= EXERCISE DIRECTIONS =
Go through the data and say how many lines include the string "struct"; return only the figure.

[Collected data]
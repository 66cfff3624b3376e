//! MIME type detection and filtering
//!
//! Entry MIME types are guessed from the file name with `mime_guess`;
//! directories report `inode/directory`. Filter patterns are compiled into a
//! `GlobSet` so both exact types and wildcards like `image/*` work.

use crate::error::SearchError;
use globset::{Glob, GlobSet, GlobSetBuilder};
use mime_guess::from_path;
use std::path::Path;

/// MIME type reported for directories
pub const DIRECTORY_MIME: &str = "inode/directory";

/// MIME type reported when the name gives no hint
pub const FALLBACK_MIME: &str = "application/octet-stream";

/// Guess the MIME type of an entry from its name
pub fn guess_mime(path: &Path, is_dir: bool) -> String {
    if is_dir {
        return DIRECTORY_MIME.to_string();
    }
    from_path(path)
        .first()
        .map_or_else(|| FALLBACK_MIME.to_string(), |m| m.essence_str().to_lowercase())
}

/// Set of acceptable MIME type patterns. An empty filter accepts everything.
#[derive(Debug, Clone)]
pub struct MimeFilter {
    patterns: Vec<String>,
    set: GlobSet,
}

impl Default for MimeFilter {
    fn default() -> Self {
        Self {
            patterns: Vec::new(),
            set: GlobSet::empty(),
        }
    }
}

impl MimeFilter {
    /// Compile a filter from MIME patterns (`image/png`, `image/*`, `*/*`)
    ///
    /// # Errors
    /// Returns error if a pattern is not a valid glob
    pub fn new<I, S>(patterns: I) -> Result<Self, SearchError>
    where
        I: IntoIterator<Item = S>,
        S: AsRef<str>,
    {
        let mut builder = GlobSetBuilder::new();
        let mut kept = Vec::new();

        for pattern in patterns {
            let pattern = pattern.as_ref().trim().to_lowercase();
            if pattern.is_empty() {
                continue;
            }
            let glob = Glob::new(&pattern).map_err(|source| SearchError::InvalidMimePattern {
                pattern: pattern.clone(),
                source,
            })?;
            builder.add(glob);
            kept.push(pattern);
        }

        let set = builder
            .build()
            .map_err(|source| SearchError::InvalidMimePattern {
                pattern: kept.join(","),
                source,
            })?;

        Ok(Self {
            patterns: kept,
            set,
        })
    }

    /// Patterns as given (lowercased, blanks removed)
    pub fn patterns(&self) -> &[String] {
        &self.patterns
    }

    pub fn is_empty(&self) -> bool {
        self.patterns.is_empty()
    }

    /// True if the filter is empty or any pattern matches `mime`
    pub fn accepts(&self, mime: &str) -> bool {
        self.is_empty() || self.set.is_match(mime.to_lowercase())
    }
}
use super::*;
use crate::search::entry::EntryInfo;
use crate::search::mime::MimeFilter;
use crate::search::types::path_to_uri;

use std::fs;
use std::path::Path;
use std::time::Duration;
use tempfile::TempDir;

#[derive(Default)]
struct RecordingSink {
    batches: Vec<Vec<String>>,
    finished: Vec<SessionStats>,
}

impl ResultsSink for RecordingSink {
    fn hits_added(&mut self, hits: &[HitRecord]) {
        assert!(self.finished.is_empty(), "hits after finished");
        self.batches.push(hits.iter().map(|h| h.uri.clone()).collect());
    }

    fn finished(&mut self, stats: &SessionStats) {
        self.finished.push(*stats);
    }
}

fn png_tree() -> TempDir {
    let temp_dir = TempDir::new().expect("Failed to create temp dir");
    let root = temp_dir.path();
    fs::write(root.join("a.png"), b"a").expect("Failed to write a.png");
    fs::write(root.join("b.txt"), b"b").expect("Failed to write b.txt");
    fs::create_dir(root.join("d")).expect("Failed to create d");
    fs::write(root.join("d/c.png"), b"c").expect("Failed to write c.png");
    temp_dir
}

fn png_query(root: &Path) -> Query {
    Query::new("png")
        .with_mime_types(["image/*"])
        .expect("query")
        .with_location(root.to_string_lossy())
}

async fn collect(engine: &mut SimpleSearchEngine) -> Vec<SearchEvent> {
    let mut events = Vec::new();
    while let Some(event) = tokio::time::timeout(Duration::from_secs(10), engine.next_event())
        .await
        .expect("search did not finish in time")
    {
        events.push(event);
    }
    events
}

#[tokio::test]
async fn scenario_png_hits_then_finished() {
    let temp_dir = png_tree();
    let root = temp_dir.path();
    let mut engine = SimpleSearchEngine::new(SearchConfig::default()).expect("engine");
    engine.set_query(Some(png_query(root)));

    engine.start();
    assert_eq!(engine.state(), EngineState::Running);

    let events = collect(&mut engine).await;
    assert_eq!(events.len(), 2);
    match &events[0] {
        SearchEvent::HitsAdded { hits } => {
            let uris: Vec<_> = hits.iter().map(|h| h.uri.clone()).collect();
            assert_eq!(
                uris,
                vec![
                    path_to_uri(&root.join("a.png")),
                    path_to_uri(&root.join("d/c.png"))
                ]
            );
        }
        other => panic!("expected hits, got {other:?}"),
    }
    assert!(matches!(events[1], SearchEvent::Finished { .. }));
    assert_eq!(engine.state(), EngineState::Idle);
    assert!(engine.active_session().is_none());
}

#[tokio::test]
async fn second_start_keeps_the_running_session() {
    let temp_dir = png_tree();
    let mut engine = SimpleSearchEngine::new(SearchConfig::default()).expect("engine");
    engine.set_query(Some(png_query(temp_dir.path())));

    engine.start();
    let first = engine.active_session().expect("session");
    engine.start();
    engine.start();
    assert_eq!(engine.active_session(), Some(first));

    let events = collect(&mut engine).await;
    let finished = events
        .iter()
        .filter(|e| matches!(e, SearchEvent::Finished { .. }))
        .count();
    assert_eq!(finished, 1);
}

#[tokio::test]
async fn start_without_query_is_ignored() {
    let mut engine = SimpleSearchEngine::new(SearchConfig::default()).expect("engine");
    engine.start();
    assert_eq!(engine.state(), EngineState::Idle);
    assert!(engine.next_event().await.is_none());
}

#[tokio::test]
async fn stop_on_idle_engine_is_silent() {
    let mut engine = SimpleSearchEngine::new(SearchConfig::default()).expect("engine");
    engine.stop();
    engine.stop();

    let mut sink = RecordingSink::default();
    assert_eq!(engine.dispatch_pending(&mut sink), 0);
    assert_eq!(engine.state(), EngineState::Idle);
}

#[tokio::test]
async fn stopped_session_never_reports_finished() {
    let temp_dir = png_tree();
    let mut engine = SimpleSearchEngine::new(SearchConfig::default()).expect("engine");
    engine.set_query(Some(png_query(temp_dir.path())));

    engine.start();
    engine.stop();
    assert_eq!(engine.state(), EngineState::Idle);

    // Give the worker time to run to completion in the background
    tokio::time::sleep(Duration::from_millis(200)).await;

    let mut sink = RecordingSink::default();
    assert_eq!(engine.dispatch_pending(&mut sink), 0);
    assert!(sink.finished.is_empty());
    assert!(engine.next_event().await.is_none());
}

#[tokio::test]
async fn stop_after_first_batch_silences_the_rest() {
    let temp_dir = TempDir::new().expect("Failed to create temp dir");
    let root = temp_dir.path();
    for dir in 0..4 {
        let sub = root.join(format!("album-{dir}"));
        fs::create_dir(&sub).expect("Failed to create dir");
        for n in 0..50 {
            fs::write(sub.join(format!("img-{n}.png")), b"").expect("Failed to write file");
        }
    }

    let config = SearchConfig {
        batch_size: 1,
        ..SearchConfig::default()
    };
    let mut engine = SimpleSearchEngine::new(config).expect("engine");
    engine.set_query(Some(png_query(root)));
    engine.start();

    let first = tokio::time::timeout(Duration::from_secs(10), engine.next_event())
        .await
        .expect("first batch in time");
    assert!(matches!(first, Some(SearchEvent::HitsAdded { .. })));

    engine.stop();
    tokio::time::sleep(Duration::from_millis(200)).await;

    let mut sink = RecordingSink::default();
    assert_eq!(engine.dispatch_pending(&mut sink), 0);
    assert!(sink.batches.is_empty());
    assert!(sink.finished.is_empty());
    assert!(engine.next_event().await.is_none());
    assert_eq!(engine.state(), EngineState::Idle);
}

#[test]
fn dropping_the_session_handle_discards_queued_notifications() {
    let temp_dir = png_tree();
    let matcher: Arc<dyn Matcher> = Arc::new(NameMimeMatcher);
    let query = png_query(temp_dir.path());
    let (active, ctx) = super::session::build_session(&query, &SearchConfig::default(), &matcher);

    assert!(ctx.outbox.post(SearchEvent::HitsAdded { hits: Vec::new() }));
    active.cancel();
    drop(active);

    // Nothing accumulates for a session nobody listens to
    assert!(!ctx.outbox.post(SearchEvent::HitsAdded { hits: Vec::new() }));
}

#[tokio::test]
async fn restart_after_stop_only_reports_the_new_session() {
    let temp_dir = png_tree();
    let mut engine = SimpleSearchEngine::new(SearchConfig::default()).expect("engine");
    engine.set_query(Some(png_query(temp_dir.path())));

    engine.start();
    let stopped = engine.active_session().expect("session");
    engine.stop();

    engine.start();
    let current = engine.active_session().expect("session");
    assert_ne!(stopped, current);

    let events = collect(&mut engine).await;
    let hits: usize = events
        .iter()
        .map(|e| match e {
            SearchEvent::HitsAdded { hits } => hits.len(),
            SearchEvent::Finished { .. } => 0,
        })
        .sum();
    assert_eq!(hits, 2);
    assert!(matches!(events.last(), Some(SearchEvent::Finished { .. })));
}

#[tokio::test]
async fn query_changes_do_not_reach_a_running_session() {
    let temp_dir = png_tree();
    let mut engine = SimpleSearchEngine::new(SearchConfig::default()).expect("engine");
    engine.set_query(Some(png_query(temp_dir.path())));
    engine.start();

    engine.set_query(Some(Query::new("txt").with_location(temp_dir.path().to_string_lossy())));
    engine.set_query(None);
    assert!(engine.query().is_none());

    let events = collect(&mut engine).await;
    let uris: Vec<String> = events
        .iter()
        .flat_map(|e| match e {
            SearchEvent::HitsAdded { hits } => hits.iter().map(|h| h.uri.clone()).collect(),
            SearchEvent::Finished { .. } => Vec::new(),
        })
        .collect();
    assert_eq!(uris.len(), 2);
    assert!(uris.iter().all(|u| u.ends_with(".png")));
}

#[tokio::test]
async fn dispatch_delivers_batches_before_finished() {
    let temp_dir = TempDir::new().expect("Failed to create temp dir");
    let root = temp_dir.path();
    for n in 0..25 {
        fs::write(root.join(format!("img-{n}.png")), b"").expect("Failed to write file");
    }

    let config = SearchConfig {
        batch_size: 10,
        ..SearchConfig::default()
    };
    let mut engine = SimpleSearchEngine::new(config).expect("engine");
    engine.set_query(Some(png_query(root)));
    engine.start();

    let mut sink = RecordingSink::default();
    let deadline = tokio::time::Instant::now() + Duration::from_secs(10);
    while sink.finished.is_empty() {
        assert!(tokio::time::Instant::now() < deadline, "search did not finish in time");
        engine.dispatch_pending(&mut sink);
        tokio::time::sleep(Duration::from_millis(10)).await;
    }

    let sizes: Vec<_> = sink.batches.iter().map(Vec::len).collect();
    assert_eq!(sizes, vec![10, 10, 5]);
    assert_eq!(sink.finished.len(), 1);
    assert_eq!(sink.finished[0].hits, 25);
    assert_eq!(engine.state(), EngineState::Idle);
}

#[tokio::test]
async fn injected_matcher_replaces_the_default() {
    let temp_dir = png_tree();
    let dirs_only = |entry: &EntryInfo, _: &[String], _: &MimeFilter| entry.is_dir;
    let mut engine = SimpleSearchEngine::new(SearchConfig::default())
        .expect("engine")
        .with_matcher(dirs_only);
    engine.set_query(Some(png_query(temp_dir.path())));
    engine.start();

    let events = collect(&mut engine).await;
    match &events[0] {
        SearchEvent::HitsAdded { hits } => {
            assert_eq!(hits.len(), 1);
            assert_eq!(hits[0].uri, path_to_uri(&temp_dir.path().join("d")));
        }
        other => panic!("expected hits, got {other:?}"),
    }
}

#[tokio::test]
async fn engines_run_independently() {
    let first_tree = png_tree();
    let second_tree = png_tree();
    let mut first = SimpleSearchEngine::new(SearchConfig::default()).expect("engine");
    let mut second = SimpleSearchEngine::new(SearchConfig::default()).expect("engine");
    first.set_query(Some(png_query(first_tree.path())));
    second.set_query(Some(png_query(second_tree.path())));

    first.start();
    second.start();
    first.stop();

    let events = collect(&mut second).await;
    assert!(matches!(events.last(), Some(SearchEvent::Finished { .. })));
    assert!(first.next_event().await.is_none());
}

#[test]
fn variant_is_not_indexed_and_needs_a_runtime() {
    assert!(matches!(
        SimpleSearchEngine::new(SearchConfig::default()),
        Err(SearchError::NoRuntime(_))
    ));

    let runtime = tokio::runtime::Builder::new_current_thread()
        .build()
        .expect("runtime");
    let engine: Box<dyn SearchEngine> = Box::new(
        SimpleSearchEngine::with_runtime(SearchConfig::default(), runtime.handle().clone())
            .expect("engine"),
    );
    assert!(!engine.is_indexed());
    assert_eq!(engine.state(), EngineState::Idle);
}

#[test]
fn invalid_config_is_rejected() {
    let runtime = tokio::runtime::Builder::new_current_thread()
        .build()
        .expect("runtime");
    let config = SearchConfig {
        batch_size: 0,
        ..SearchConfig::default()
    };
    assert!(matches!(
        SimpleSearchEngine::with_runtime(config, runtime.handle().clone()),
        Err(SearchError::InvalidConfig { .. })
    ));
}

= ANSWER BOX =
2